# Work instruction
Lines containing the word "Duration" are the ones to copy from the records below.

Source records
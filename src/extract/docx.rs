//! Word document text extraction via docx-rs.
//!
//! Joins paragraph texts in document order, one paragraph per line.

use std::path::Path;

use docx_rs::{DocumentChild, ParagraphChild, RunChild};

use super::ExtractError;

/// Extract paragraph text from a .docx file, newline-separated.
pub fn extract_text(path: &Path) -> Result<String, ExtractError> {
    let bytes = std::fs::read(path)?;

    let doc = docx_rs::read_docx(&bytes)
        .map_err(|e| ExtractError::Docx(format!("{}: {e:?}", path.display())))?;

    let mut paragraphs = Vec::new();
    for child in &doc.document.children {
        if let DocumentChild::Paragraph(para) = child {
            paragraphs.push(paragraph_text(para));
        }
    }

    Ok(paragraphs.join("\n"))
}

fn paragraph_text(para: &docx_rs::Paragraph) -> String {
    let mut out = String::new();
    for child in &para.children {
        match child {
            ParagraphChild::Run(run) => push_run_text(run, &mut out),
            ParagraphChild::Hyperlink(link) => {
                for inner in &link.children {
                    if let ParagraphChild::Run(run) = inner {
                        push_run_text(run, &mut out);
                    }
                }
            }
            _ => {}
        }
    }
    out
}

fn push_run_text(run: &docx_rs::Run, out: &mut String) {
    for child in &run.children {
        if let RunChild::Text(text) = child {
            out.push_str(&text.text);
        }
    }
}
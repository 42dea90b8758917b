//! Command-line interface for bumblebee.
//!
//! `watch` runs the monitor until interrupted, `scan` does a single
//! poll cycle, `config` prints the resolved settings.

use std::path::PathBuf;

use anyhow::Result;
use clap::{Parser, Subcommand};

use crate::config::Settings;
use crate::monitor::FolderMonitor;

/// bumblebee - folder-monitoring AI notification pipeline
#[derive(Parser, Debug)]
#[command(name = "bumblebee")]
#[command(author, version, about, long_about = None)]
pub struct Cli {
    /// Path to the config file (default: ~/bumblebee.yaml)
    #[arg(short, long, global = true)]
    pub config: Option<PathBuf>,

    #[command(subcommand)]
    pub command: Commands,
}

#[derive(Subcommand, Debug)]
pub enum Commands {
    /// Monitor the folder continuously until interrupted
    Watch,

    /// Run a single poll cycle and exit
    Scan,

    /// Show resolved configuration
    Config,
}

impl Cli {
    pub async fn execute(self) -> Result<()> {
        let settings = Settings::load(self.config.as_deref())?;

        match self.command {
            Commands::Watch => {
                let mut monitor = FolderMonitor::new(&settings).await?;
                let processed = monitor.watch().await?;
                println!("Processed {} file(s).", processed.len());
                Ok(())
            }
            Commands::Scan => {
                let mut monitor = FolderMonitor::new(&settings).await?;
                let processed = monitor.scan_once().await?;
                if processed.is_empty() {
                    println!("No new files.");
                } else {
                    for path in &processed {
                        println!("processed: {}", path.display());
                    }
                }
                Ok(())
            }
            Commands::Config => {
                print_settings(&settings);
                Ok(())
            }
        }
    }
}

fn print_settings(settings: &Settings) {
    println!("monitor_path:    {}", settings.monitor_path.display());
    println!("processed_path:  {}", settings.processed_path.display());
    println!("check_interval:  {}s", settings.check_interval_secs);
    println!(
        "sender_email:    {}",
        settings.email.sender_email.as_deref().unwrap_or("(unset)")
    );
    println!(
        "sender_password: {}",
        if settings.email.sender_password.is_some() {
            "(set)"
        } else {
            "(unset)"
        }
    );
    println!(
        "recipient_email: {}",
        settings
            .email
            .recipient_email
            .as_deref()
            .unwrap_or("(unset)")
    );
    println!(
        "ai_key:          {}",
        if settings.ai_key.is_some() {
            "(set)"
        } else {
            "(unset)"
        }
    );
    println!("whisper_model:   {}", settings.whisper_model);
}
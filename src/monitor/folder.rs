//! Folder monitor: the per-file processing pipeline.
//!
//! Owns the known-files set and drives the poll cycle: nudge the sync
//! client, list the folder, diff against known files, run each new
//! supported file through extraction → optional transcript augmentation
//! → AI dispatch, then relocate it into an outcome subfolder. One file
//! at a time, one cycle at a time; a failure in any step files the file
//! under its error folder and the loop moves on.

use std::collections::HashSet;
use std::path::{Path, PathBuf};
use std::time::Duration;

use anyhow::{Context, Result};
use tracing::{debug, error, info, warn};

use crate::adapters::{
    AiEmailDispatcher, Dispatcher, TranscriptFetcher, Transcriber, WhisperTranscriber,
    YouTubeTranscriptFetcher,
};
use crate::config::{EmailConfig, Settings};
use crate::extract::{self, link, ExtractError, FileKind};

use super::nudge::{OneDriveNudge, SyncNudge};
use super::outcome::Outcome;

/// Relocation gives up after this many collision-suffix attempts.
const MAX_RENAME_ATTEMPTS: u32 = 100;

const AUDIO_PROMPT_PREFIX: &str = "Summarize the following audio transcription: \n\n";

/// Watches a folder and processes new arrivals exactly once.
pub struct FolderMonitor {
    monitor_path: PathBuf,
    processed_path: PathBuf,
    check_interval: Duration,
    email: EmailConfig,
    ai_key: Option<String>,

    /// Paths already accounted for: pre-existing at startup or already
    /// relocated. Membership means "never process this path".
    known_files: HashSet<PathBuf>,

    transcriber: Box<dyn Transcriber>,
    fetcher: Box<dyn TranscriptFetcher>,
    dispatcher: Box<dyn Dispatcher>,
    nudge: Box<dyn SyncNudge>,
}

impl FolderMonitor {
    /// Production wiring: whisper, YouTube fetcher, x.ai + SMTP
    /// dispatcher, OneDrive nudge.
    ///
    /// Fails if the transcription engine cannot initialize.
    pub async fn new(settings: &Settings) -> Result<Self> {
        let transcriber = WhisperTranscriber::new(&settings.whisper_model)
            .context("Failed to initialize transcription engine")?;

        Self::with_collaborators(
            settings,
            Box::new(transcriber),
            Box::new(YouTubeTranscriptFetcher::new()),
            Box::new(AiEmailDispatcher::new()),
            Box::new(OneDriveNudge::default()),
        )
        .await
    }

    /// Construct with explicit collaborators (tests inject mocks here).
    ///
    /// Creates the processed root and seeds the known-files set from one
    /// baseline listing, so files present before monitoring began are
    /// never processed.
    pub async fn with_collaborators(
        settings: &Settings,
        transcriber: Box<dyn Transcriber>,
        fetcher: Box<dyn TranscriptFetcher>,
        dispatcher: Box<dyn Dispatcher>,
        nudge: Box<dyn SyncNudge>,
    ) -> Result<Self> {
        tokio::fs::create_dir_all(&settings.processed_path)
            .await
            .with_context(|| {
                format!(
                    "Failed to create processed folder {}",
                    settings.processed_path.display()
                )
            })?;

        let mut monitor = Self {
            monitor_path: settings.monitor_path.clone(),
            processed_path: settings.processed_path.clone(),
            check_interval: Duration::from_secs(settings.check_interval_secs),
            email: settings.email.clone(),
            ai_key: settings.ai_key.clone(),
            known_files: HashSet::new(),
            transcriber,
            fetcher,
            dispatcher,
            nudge,
        };

        monitor.scan_existing_files().await?;

        Ok(monitor)
    }

    /// Baseline scan: everything already in the folder is known.
    async fn scan_existing_files(&mut self) -> Result<()> {
        match self.list_files().await {
            Ok(files) => {
                info!(
                    "Initial scan complete. Found {} existing files.",
                    files.len()
                );
                self.known_files = files;
                Ok(())
            }
            Err(e) if e.kind() == std::io::ErrorKind::NotFound => {
                warn!(
                    "Monitor directory {} not found. Creating it.",
                    self.monitor_path.display()
                );
                tokio::fs::create_dir_all(&self.monitor_path)
                    .await
                    .context("Failed to create monitor directory")?;
                Ok(())
            }
            Err(e) if e.kind() == std::io::ErrorKind::PermissionDenied => {
                warn!(
                    "Permission denied when accessing {}",
                    self.monitor_path.display()
                );
                Ok(())
            }
            Err(e) => Err(e).context("Failed to scan monitor directory"),
        }
    }

    /// List regular files directly inside the monitor folder.
    async fn list_files(&self) -> std::io::Result<HashSet<PathBuf>> {
        let mut files = HashSet::new();
        let mut entries = tokio::fs::read_dir(&self.monitor_path).await?;

        while let Some(entry) = entries.next_entry().await? {
            let path = entry.path();
            match entry.metadata().await {
                Ok(meta) if meta.is_file() => {
                    files.insert(path);
                }
                _ => {}
            }
        }

        Ok(files)
    }

    /// Monitor continuously until ctrl-c; returns everything processed
    /// successfully before the interrupt.
    pub async fn watch(&mut self) -> Result<Vec<PathBuf>> {
        info!("Starting to monitor folder: {}", self.monitor_path.display());
        info!(
            "Processed files will be moved to: {}",
            self.processed_path.display()
        );

        let mut processed = Vec::new();

        loop {
            let cycle = self.poll_once().await?;
            processed.extend(cycle);

            tokio::select! {
                _ = tokio::signal::ctrl_c() => {
                    info!("Monitoring stopped by user.");
                    return Ok(processed);
                }
                _ = tokio::time::sleep(self.check_interval) => {}
            }
        }
    }

    /// Single-pass mode: one poll cycle, then return the successes.
    pub async fn scan_once(&mut self) -> Result<Vec<PathBuf>> {
        self.poll_once().await
    }

    /// One poll cycle: nudge, list, diff, process. Returns the paths
    /// processed successfully this cycle.
    pub async fn poll_once(&mut self) -> Result<Vec<PathBuf>> {
        if let Err(e) = self.nudge.nudge(&self.monitor_path).await {
            warn!("Could not refresh sync folder: {e:#}");
        }

        let current_files = self
            .list_files()
            .await
            .context("Failed to list monitor directory")?;

        let mut candidates: Vec<PathBuf> = current_files
            .difference(&self.known_files)
            .filter(|p| FileKind::from_path(p).is_supported())
            .cloned()
            .collect();
        // Directory listings have no stable order; sort so processing
        // order is deterministic.
        candidates.sort();

        let mut processed: Vec<PathBuf> = Vec::new();

        for path in candidates {
            let outcome = self.process_file(&path).await;
            if outcome.is_success() {
                processed.push(path);
                // Anything else still sitting in the folder stays
                // eligible as "new" on later cycles; successes are never
                // re-seen even if listings reorder.
                let accumulated: HashSet<PathBuf> = processed.iter().cloned().collect();
                self.known_files = current_files
                    .difference(&accumulated)
                    .cloned()
                    .collect();
            }
        }

        Ok(processed)
    }

    /// Per-file routine: always terminates in an outcome and a
    /// relocation attempt. Unexpected errors map to the critical-error
    /// outcome; the file is never left untracked.
    async fn process_file(&mut self, path: &Path) -> Outcome {
        let filename = file_name_of(path);
        info!("Processing new file: {filename}");

        let outcome = match self.handle_file(path).await {
            Ok(outcome) => outcome,
            Err(e) => {
                error!("Critical error processing file {}: {e:#}", path.display());
                Outcome::CriticalError
            }
        };

        self.relocate(path, &filename, outcome).await;

        outcome
    }

    /// The classification / extraction / augmentation / dispatch chain.
    ///
    /// Collaborator failures are converted to outcome tags right here at
    /// the boundary; only genuinely unexpected errors propagate as `Err`.
    async fn handle_file(&self, path: &Path) -> Result<Outcome> {
        let kind = FileKind::from_path(path);

        if matches!(kind, FileKind::LegacyDoc | FileKind::Unsupported) {
            info!("Unsupported file type for {}", path.display());
            return Ok(Outcome::Unsupported);
        }

        let text = match extract::extract(path, kind, self.transcriber.as_ref()).await {
            Ok(text) => text,
            Err(ExtractError::Transcription(msg)) => {
                warn!("Transcription failed for {}: {msg}", path.display());
                return Ok(Outcome::ErrorTranscription);
            }
            Err(e) => return Err(e.into()),
        };

        if text.trim().is_empty() {
            info!("No content to process for {}", path.display());
            return Ok(Outcome::EmptyContent);
        }

        let mut query = match kind {
            FileKind::Audio => format!("{AUDIO_PROMPT_PREFIX}{text}"),
            _ => text,
        };

        if let Some(url) = link::find_video_url(&query).map(str::to_string) {
            info!("Detected YouTube URL in {}: {url}", path.display());

            if self.ai_key.is_none() {
                warn!("AI API key not configured for YouTube processing");
                return Ok(Outcome::ErrorConfig);
            }

            match self.fetcher.fetch(&url).await {
                Ok(transcript) => {
                    debug!("Transcript fetched for {url}");
                    query = link::transcript_prompt(&url, &transcript);
                }
                Err(e) => {
                    warn!("Error fetching transcript for {url}: {e:#}");
                    return Ok(Outcome::ErrorYoutubeTranscript);
                }
            }
        }

        let (sender, password, recipient, api_key) = match (
            self.email.sender_email.as_deref(),
            self.email.sender_password.as_deref(),
            self.email.recipient_email.as_deref(),
            self.ai_key.as_deref(),
        ) {
            (Some(s), Some(p), Some(r), Some(k)) => (s, p, r, k),
            _ => {
                warn!("Email or AI API key configuration is missing");
                return Ok(Outcome::ErrorConfig);
            }
        };

        match self
            .dispatcher
            .dispatch(&query, api_key, sender, password, recipient)
            .await
        {
            Ok(()) => {
                info!("Successfully processed {} and sent email.", path.display());
                Ok(Outcome::Processed)
            }
            Err(e) => {
                warn!("AI/email step failed for {}: {e:#}", path.display());
                Ok(Outcome::ErrorAiEmail)
            }
        }
    }

    /// Move a file into its outcome subfolder. Failures are logged, not
    /// propagated; the known-files set only forgets the path after a
    /// successful move.
    async fn relocate(&mut self, path: &Path, filename: &str, outcome: Outcome) {
        if let Err(e) = self.try_relocate(path, filename, outcome).await {
            error!(
                "Error moving file {filename} to {}: {e:#}",
                outcome.folder_name()
            );
        }
    }

    async fn try_relocate(&mut self, path: &Path, filename: &str, outcome: Outcome) -> Result<()> {
        let dest_dir = self.processed_path.join(outcome.folder_name());
        tokio::fs::create_dir_all(&dest_dir)
            .await
            .with_context(|| format!("Failed to create {}", dest_dir.display()))?;

        let destination = next_free_name(&dest_dir, filename).await?;

        move_file(path, &destination).await?;
        info!("Moved {filename} to {}", destination.display());

        self.known_files.remove(path);

        Ok(())
    }
}

/// Pick the first non-colliding destination name, suffixing `_1`, `_2`,
/// … before the extension. Gives up after a bounded number of attempts.
async fn next_free_name(dest_dir: &Path, filename: &str) -> Result<PathBuf> {
    let mut destination = dest_dir.join(filename);
    let (stem, ext) = split_name(filename);

    let mut counter: u32 = 1;
    while tokio::fs::try_exists(&destination).await? {
        if counter > MAX_RENAME_ATTEMPTS {
            anyhow::bail!(
                "Too many conflicting filenames for {filename} in {}",
                dest_dir.display()
            );
        }
        destination = dest_dir.join(format!("{stem}_{counter}{ext}"));
        counter += 1;
    }

    Ok(destination)
}

/// Split "name.ext" into ("name", ".ext"); extensionless names keep an
/// empty suffix.
fn split_name(filename: &str) -> (&str, &str) {
    match filename.rfind('.') {
        Some(idx) if idx > 0 => (&filename[..idx], &filename[idx..]),
        _ => (filename, ""),
    }
}

/// Rename, falling back to copy+delete across filesystems.
async fn move_file(from: &Path, to: &Path) -> Result<()> {
    match tokio::fs::rename(from, to).await {
        Ok(()) => Ok(()),
        Err(_) => {
            tokio::fs::copy(from, to)
                .await
                .with_context(|| format!("Failed to copy {} to {}", from.display(), to.display()))?;
            tokio::fs::remove_file(from)
                .await
                .with_context(|| format!("Failed to remove {}", from.display()))?;
            Ok(())
        }
    }
}

fn file_name_of(path: &Path) -> String {
    path.file_name()
        .map(|n| n.to_string_lossy().into_owned())
        .unwrap_or_else(|| path.display().to_string())
}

# Task response
use std::time::Duration;
    check_interval: Duration,
            check_interval: Duration::from_secs(settings.check_interval_secs),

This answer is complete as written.